District court improperly granted summary judgment dismissing union's petition to compel arbitration, because statute of limitations did not begin to run until employer made it clear it refused to arbitrate, even though the employer has earlier stated the matter was neither grievable nor arbitrable. SEIU United Healthcare Workers-West v. Los Robles Regional Medical Center, 2015 U.S. App. LEXIS 20983 (9th Cir. Dec. 3, 2015).
District court property granted summary judgment against employee's age discrimination claim. His evidence that employer retained younger salespersons did not establish pretext, because the sales manager most similarly situated to him was fired despite being much younger. Although employer's explanations evolved over time they were not incompatible and employee was responsible for poor customer service because he was de factor manager. He failed to show ageist remarks by coworkers were made, overheard or endorsed by supervisor who terminated him. Eagle v.
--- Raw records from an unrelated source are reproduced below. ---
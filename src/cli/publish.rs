//! `publish` command: build, then force-push the output tree to a branch.
//!
//! The output directory becomes a throwaway repository with a single
//! commit, so the publish branch never accumulates history.

use std::path::Path;

use anyhow::{Context, Result};

use crate::config::{ConfigError, SiteConfig};
use crate::log;
use crate::pipeline::{BuildContext, build_all};
use crate::utils::exec::{Cmd, FilterRule, SILENT_FILTER};

/// Progress lines git prints while pushing.
const PUSH_FILTER: FilterRule = FilterRule::new(&[
    "Enumerating objects",
    "Counting objects",
    "Delta compression",
    "Compressing objects",
    "Writing objects",
    "Total ",
    "remote: ",
]);

pub fn publish_site(ctx: &BuildContext) -> Result<()> {
    let config = &ctx.config;
    let url = config
        .publish
        .git_url
        .as_deref()
        .filter(|url| !url.is_empty())
        .ok_or_else(|| ConfigError::Validation("publish.git_url is required".to_string()))?;

    build_all(ctx, false)?;

    let out = &config.build.output;
    commit_output(out, &config.publish.branch, &commit_message(config))?;

    log!("publish"; "pushing {} to {}", config.publish.branch, url);
    git(out, ["push", "--force", url, config.publish.branch.as_str()])
        .pty(true)
        .filter(&PUSH_FILTER)
        .run()
        .with_context(|| format!("failed to push to {url}"))?;

    match &config.publish.base_url {
        Some(base) => log!("publish"; "published to {}", base),
        None => log!("publish"; "done"),
    }
    Ok(())
}

fn commit_message(config: &SiteConfig) -> String {
    match config.publish.version.as_deref().or(config.site.version.as_deref()) {
        Some(version) => format!("Publish {version}"),
        None => "Publish".to_string(),
    }
}

/// Turn `out` into a repository whose `branch` holds exactly one commit.
fn commit_output(out: &Path, branch: &str, message: &str) -> Result<()> {
    git(out, ["init", "--quiet"]).run()?;
    git(out, ["checkout", "--quiet", "-B", branch]).run()?;
    git(out, ["add", "--all"]).run()?;
    git(out, ["commit", "--quiet", "--allow-empty", "-m", message])
        .run()
        .context("failed to commit the built site")?;
    Ok(())
}

fn git<const N: usize>(cwd: &Path, args: [&str; N]) -> Cmd {
    Cmd::new("git").args(args).cwd(cwd).filter(&SILENT_FILTER)
}

#[cfg(test)]
mod tests {
    use super::*;
    use crate::config::test_parse_config;

    #[test]
    fn test_commit_message_prefers_publish_version() {
        let config = test_parse_config(
            "[site]\nversion = \"2017\"\n[publish]\nversion = \"2017-2018\"",
        );
        assert_eq!(commit_message(&config), "Publish 2017-2018");

        let config = test_parse_config("[site]\nversion = \"2017\"");
        assert_eq!(commit_message(&config), "Publish 2017");

        assert_eq!(commit_message(&test_parse_config("")), "Publish");
    }

    #[test]
    fn test_missing_git_url_is_error() {
        let dir = tempfile::tempdir().unwrap();
        crate::config::test_site(dir.path());
        let ctx = BuildContext::new(crate::config::test_config(dir.path())).unwrap();
        let err = publish_site(&ctx).unwrap_err();
        assert!(err.to_string().contains("publish.git_url"));
        assert!(!ctx.config.build.output.exists());
    }
}
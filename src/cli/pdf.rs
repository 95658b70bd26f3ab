//! `pdf` command: build into the staging tree and print every deck.

use std::path::Path;

use anyhow::{Context, Result, anyhow, bail};

use crate::config::SiteConfig;
use crate::logger::ProgressLine;
use crate::pdf::{ChromeRenderer, PdfRenderer, PdfReport, discover_jobs, export_all};
use crate::pipeline::{BuildContext, BuildSummary, build_all, clean_dir};
use crate::utils::plural::plural_count;
use crate::{debug, log};

pub fn export_pdfs(config: &SiteConfig) -> Result<()> {
    let browser = config
        .pdf
        .resolve_browser()
        .ok_or_else(|| anyhow!("browser `{}` not found", config.pdf.browser))?;
    debug!("pdf"; "using {}", browser.display());

    export_with(config, &ChromeRenderer::new(browser))
}

/// Removes the staging tree when the export ends, successful or not.
struct StagingGuard<'a>(&'a Path);

impl Drop for StagingGuard<'_> {
    fn drop(&mut self) {
        if let Err(e) = clean_dir(self.0) {
            log!("pdf"; "failed to remove {}: {e}", self.0.display());
        }
    }
}

fn export_with<R: PdfRenderer>(config: &SiteConfig, renderer: &R) -> Result<()> {
    for dir in [&config.pdf.staging, &config.pdf.output] {
        clean_dir(dir).with_context(|| format!("failed to remove {}", dir.display()))?;
    }
    let _staging = StagingGuard(&config.pdf.staging);

    // Decks that failed to build are already logged; print the others.
    let staged = BuildContext::new(config.for_pdf_staging())?;
    let build = build_all(&staged, false);

    let jobs = discover_jobs(&staged.config.content_output_dir(), &config.pdf.output);
    log!("pdf"; "printing {}", plural_count(jobs.len(), "deck"));

    let progress = ProgressLine::new(&[("pdf", jobs.len())]);
    let report = export_all(&jobs, renderer, config.pdf.concurrency, Some(&progress))?;
    progress.finish();

    finish(config, &report, build)
}

fn finish(config: &SiteConfig, report: &PdfReport, build: Result<BuildSummary>) -> Result<()> {
    for failure in &report.failures {
        log!(
            "error";
            "{}: {}",
            config.root_relative(&failure.source).display(),
            failure.error
        );
    }

    let mut problems = Vec::new();
    if let Err(e) = build {
        problems.push(e.to_string());
    }
    if !report.is_ok() {
        problems.push(format!(
            "{} of {} failed",
            plural_count(report.failures.len(), "deck"),
            report.failures.len() + report.written.len()
        ));
    }
    if !problems.is_empty() {
        bail!("{}", problems.join("; "));
    }

    log!(
        "pdf";
        "done, {} in {}",
        plural_count(report.written.len(), "file"),
        config.root_relative(&config.pdf.output).display()
    );
    Ok(())
}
Bill Alexander Automotive Center, Inc., 2015 U.S. App. LEXIS 20752 (9th Cir. Nov. 30, 2015).
Note: We analyze cases to learn rules the courts will follow or disappoint us if they don't. Rules that the courts follow allow us to behave and provide explanations they accept. But competent advocates may limit the rules to the facts of the case where they are discussed, or expand rules by showing that differences in other cases are irrelevant.